The Mexican sauces from Guadalajara more frequently contained fecal contaminants and higher levels of the bacteria than that of the sauces from Houston, according to the researchers from the University of Texas-Houston Medical School.

Researchers say all of the sauces were already sitting on the table when they arrived at the restaurants in Mexico and were at room temperature, which creates a fertile breeding ground for dangerous bacteria.

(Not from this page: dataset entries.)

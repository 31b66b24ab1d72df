pub mod asset;
pub mod delegation;
pub mod keepers;
pub mod msg;
pub mod params;
pub mod validator;

use std::collections::BTreeMap;

use cosmwasm_std::Decimal256;

/// Cumulative reward per unit of weighted value, keyed by reward coin denom.
pub type RewardIndices = BTreeMap<String, Decimal256>;
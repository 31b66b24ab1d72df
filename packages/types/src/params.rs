use alliance_utils::{error::ValidationError, helpers::integer_param_gt_zero};
use cosmwasm_schema::cw_serde;

#[cw_serde]
pub struct Params {
    /// Delay (in seconds) between the creation of an asset and the start of its rewards
    pub reward_delay_time: u64,
    /// Length (in seconds) of a take rate interval
    pub take_rate_claim_interval: u64,
    /// Last time the take rate was collected. 0 until the take rate clock starts
    pub last_take_rate_claim_time: u64,
}

impl Params {
    pub fn validate(&self) -> Result<(), ValidationError> {
        integer_param_gt_zero(self.reward_delay_time, "reward_delay_time")?;
        integer_param_gt_zero(self.take_rate_claim_interval, "take_rate_claim_interval")?;
        Ok(())
    }
}
use alliance_types::asset::AllianceAsset;
use cosmwasm_std::{Coin, Decimal, Decimal256, Event, Uint128};

fn coins_to_string(coins: &[Coin]) -> String {
    coins.iter().map(|coin| coin.to_string()).collect::<Vec<_>>().join(",")
}

pub fn build_asset_event(action: &str, asset: &AllianceAsset) -> Event {
    Event::new(format!("alliance/{action}"))
        .add_attribute("denom", &asset.denom)
        .add_attribute("reward_weight", asset.reward_weight.to_string())
        .add_attribute("take_rate", asset.take_rate.to_string())
        .add_attribute("reward_change_rate", asset.reward_change_rate.to_string())
        .add_attribute("reward_change_interval", asset.reward_change_interval.to_string())
        .add_attribute("reward_start_time", asset.reward_start_time.to_string())
}

pub fn build_initialize_event(denom: &str, validators: usize) -> Event {
    Event::new("alliance/initialize_asset")
        .add_attribute("denom", denom)
        .add_attribute("snapshots", validators.to_string())
}

pub fn build_decay_event(denom: &str, old_weight: Decimal, new_weight: Decimal) -> Event {
    Event::new("alliance/reward_weight_decay")
        .add_attribute("denom", denom)
        .add_attribute("old_reward_weight", old_weight.to_string())
        .add_attribute("new_reward_weight", new_weight.to_string())
}

pub fn build_deduct_event(coins: &[Coin], last_claim_time: u64) -> Event {
    Event::new("alliance/deduct_assets")
        .add_attribute("coins", coins_to_string(coins))
        .add_attribute("last_take_rate_claim_time", last_claim_time.to_string())
}

pub fn build_delegation_event(
    action: &str,
    delegator: &str,
    validator: &str,
    amount: &Coin,
    shares: Decimal256,
) -> Event {
    Event::new(format!("alliance/{action}"))
        .add_attribute("delegator", delegator)
        .add_attribute("validator", validator)
        .add_attribute("amount", amount.to_string())
        .add_attribute("shares", shares.to_string())
}

pub fn build_claim_event(delegator: &str, validator: &str, denom: &str, rewards: &[Coin]) -> Event {
    Event::new("alliance/claim_delegation_rewards")
        .add_attribute("delegator", delegator)
        .add_attribute("validator", validator)
        .add_attribute("denom", denom)
        .add_attribute("rewards", coins_to_string(rewards))
}

pub fn build_rebalance_event(validator: &str, action: &str, amount: Uint128) -> Event {
    Event::new("alliance/rebalance")
        .add_attribute("validator", validator)
        .add_attribute("action", action)
        .add_attribute("amount", amount.to_string())
}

"Moreover, we believe that the sauces were more likely to be handled by multiple workers and patrons (reuse of same sauce) in Mexico than in Houston," write the authors. "We feel that travelers to Mexico should be cautious about consuming sauces served on the table, particularly if previous refrigeration cannot be assured."

In contrast, all of the sauces from Houston restaurants were brought to the table after being seated and were refrigerated before serving.

Unlike the Guadalajara sauces, none of the Houston samples contained any of the more potent forms of E. coli that are known to be the major causes of traveler's diarrhea in Mexico.

Guacamole was the most frequently contaminated sauce in both cities, but pico de gallo contained the highest level of contamination among the Guadalajara restaurant samples. Researchers say the fact that an acidic sauce containing tomatoes and other acids, such as pico de gallo, was found to have high levels of E. coli contamination also dispels the popular notion that such foods are protected from bacterial contamination.